#### DATA RECORDS

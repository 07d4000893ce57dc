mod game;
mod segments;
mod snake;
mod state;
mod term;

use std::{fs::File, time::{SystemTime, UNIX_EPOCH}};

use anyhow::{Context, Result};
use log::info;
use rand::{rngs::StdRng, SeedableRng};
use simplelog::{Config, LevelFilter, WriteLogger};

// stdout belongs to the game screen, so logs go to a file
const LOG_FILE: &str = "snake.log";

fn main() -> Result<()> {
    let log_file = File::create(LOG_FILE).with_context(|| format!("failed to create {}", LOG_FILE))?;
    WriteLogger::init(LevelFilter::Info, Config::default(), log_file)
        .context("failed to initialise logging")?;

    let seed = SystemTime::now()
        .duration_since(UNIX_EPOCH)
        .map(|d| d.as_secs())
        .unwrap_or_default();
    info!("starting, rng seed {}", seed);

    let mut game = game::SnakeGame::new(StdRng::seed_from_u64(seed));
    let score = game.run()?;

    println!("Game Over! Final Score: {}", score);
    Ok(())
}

...

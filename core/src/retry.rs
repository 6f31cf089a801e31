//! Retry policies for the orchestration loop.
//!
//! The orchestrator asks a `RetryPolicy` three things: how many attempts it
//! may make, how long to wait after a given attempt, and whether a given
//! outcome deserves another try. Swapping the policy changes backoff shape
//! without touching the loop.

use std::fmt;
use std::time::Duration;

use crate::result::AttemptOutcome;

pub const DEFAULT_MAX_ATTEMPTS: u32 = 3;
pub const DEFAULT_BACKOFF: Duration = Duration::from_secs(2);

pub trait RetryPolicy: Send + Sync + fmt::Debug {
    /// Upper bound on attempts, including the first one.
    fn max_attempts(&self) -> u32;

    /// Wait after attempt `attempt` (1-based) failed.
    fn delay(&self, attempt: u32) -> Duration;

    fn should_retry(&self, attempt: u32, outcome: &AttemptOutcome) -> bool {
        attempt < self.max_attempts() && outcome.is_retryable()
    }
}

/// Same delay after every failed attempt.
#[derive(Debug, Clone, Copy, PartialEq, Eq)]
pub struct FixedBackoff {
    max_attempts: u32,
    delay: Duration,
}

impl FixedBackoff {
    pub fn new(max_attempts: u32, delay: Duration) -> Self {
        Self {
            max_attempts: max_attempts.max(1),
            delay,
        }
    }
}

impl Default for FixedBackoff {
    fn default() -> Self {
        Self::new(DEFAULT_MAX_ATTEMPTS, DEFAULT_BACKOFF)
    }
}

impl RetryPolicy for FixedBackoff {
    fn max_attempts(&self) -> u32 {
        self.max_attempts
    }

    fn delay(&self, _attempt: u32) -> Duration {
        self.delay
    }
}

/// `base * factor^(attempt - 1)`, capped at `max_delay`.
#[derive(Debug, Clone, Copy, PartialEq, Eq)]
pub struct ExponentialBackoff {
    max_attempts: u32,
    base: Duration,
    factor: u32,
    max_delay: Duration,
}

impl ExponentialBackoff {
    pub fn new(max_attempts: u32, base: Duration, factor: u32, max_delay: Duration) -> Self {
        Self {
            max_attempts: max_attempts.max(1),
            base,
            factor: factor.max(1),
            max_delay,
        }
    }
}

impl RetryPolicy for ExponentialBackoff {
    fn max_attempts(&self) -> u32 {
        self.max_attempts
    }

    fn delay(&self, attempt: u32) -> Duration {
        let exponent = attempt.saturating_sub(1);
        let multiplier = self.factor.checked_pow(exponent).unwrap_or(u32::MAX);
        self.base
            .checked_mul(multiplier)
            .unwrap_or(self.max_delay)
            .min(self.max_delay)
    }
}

==

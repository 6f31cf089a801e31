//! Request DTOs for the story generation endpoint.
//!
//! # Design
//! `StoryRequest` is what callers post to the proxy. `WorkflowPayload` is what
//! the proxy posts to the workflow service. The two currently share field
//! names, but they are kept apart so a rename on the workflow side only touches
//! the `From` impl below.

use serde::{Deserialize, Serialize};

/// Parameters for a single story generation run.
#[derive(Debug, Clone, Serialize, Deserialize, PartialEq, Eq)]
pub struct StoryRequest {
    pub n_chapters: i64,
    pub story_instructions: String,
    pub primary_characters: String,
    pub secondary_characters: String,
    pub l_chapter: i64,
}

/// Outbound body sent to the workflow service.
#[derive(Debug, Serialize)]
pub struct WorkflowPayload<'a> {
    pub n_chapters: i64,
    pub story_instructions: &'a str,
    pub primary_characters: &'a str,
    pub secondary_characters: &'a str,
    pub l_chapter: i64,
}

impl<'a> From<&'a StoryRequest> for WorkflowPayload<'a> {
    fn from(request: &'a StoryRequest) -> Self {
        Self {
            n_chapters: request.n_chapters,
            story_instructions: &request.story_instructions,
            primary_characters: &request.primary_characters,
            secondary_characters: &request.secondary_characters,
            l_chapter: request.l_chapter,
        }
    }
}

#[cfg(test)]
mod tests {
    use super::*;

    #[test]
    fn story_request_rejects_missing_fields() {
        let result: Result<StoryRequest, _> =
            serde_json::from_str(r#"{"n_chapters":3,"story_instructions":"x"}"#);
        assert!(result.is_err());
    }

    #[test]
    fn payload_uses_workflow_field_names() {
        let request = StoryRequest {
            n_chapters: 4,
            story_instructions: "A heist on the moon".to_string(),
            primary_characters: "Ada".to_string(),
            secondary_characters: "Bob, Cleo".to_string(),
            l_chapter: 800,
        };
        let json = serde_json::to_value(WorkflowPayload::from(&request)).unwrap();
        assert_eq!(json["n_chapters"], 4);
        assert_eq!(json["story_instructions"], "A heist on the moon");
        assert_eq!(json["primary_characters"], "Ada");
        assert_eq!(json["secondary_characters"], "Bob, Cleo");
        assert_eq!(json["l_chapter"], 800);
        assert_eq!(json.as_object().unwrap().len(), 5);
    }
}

#### REQUIREMENT
Search the entries for "StdRng" and copy out each line that has it.

#### SOLUTION FOR THIS EXERCISE
use rand::{rngs::StdRng, SeedableRng};
    let mut game = game::SnakeGame::new(StdRng::seed_from_u64(seed));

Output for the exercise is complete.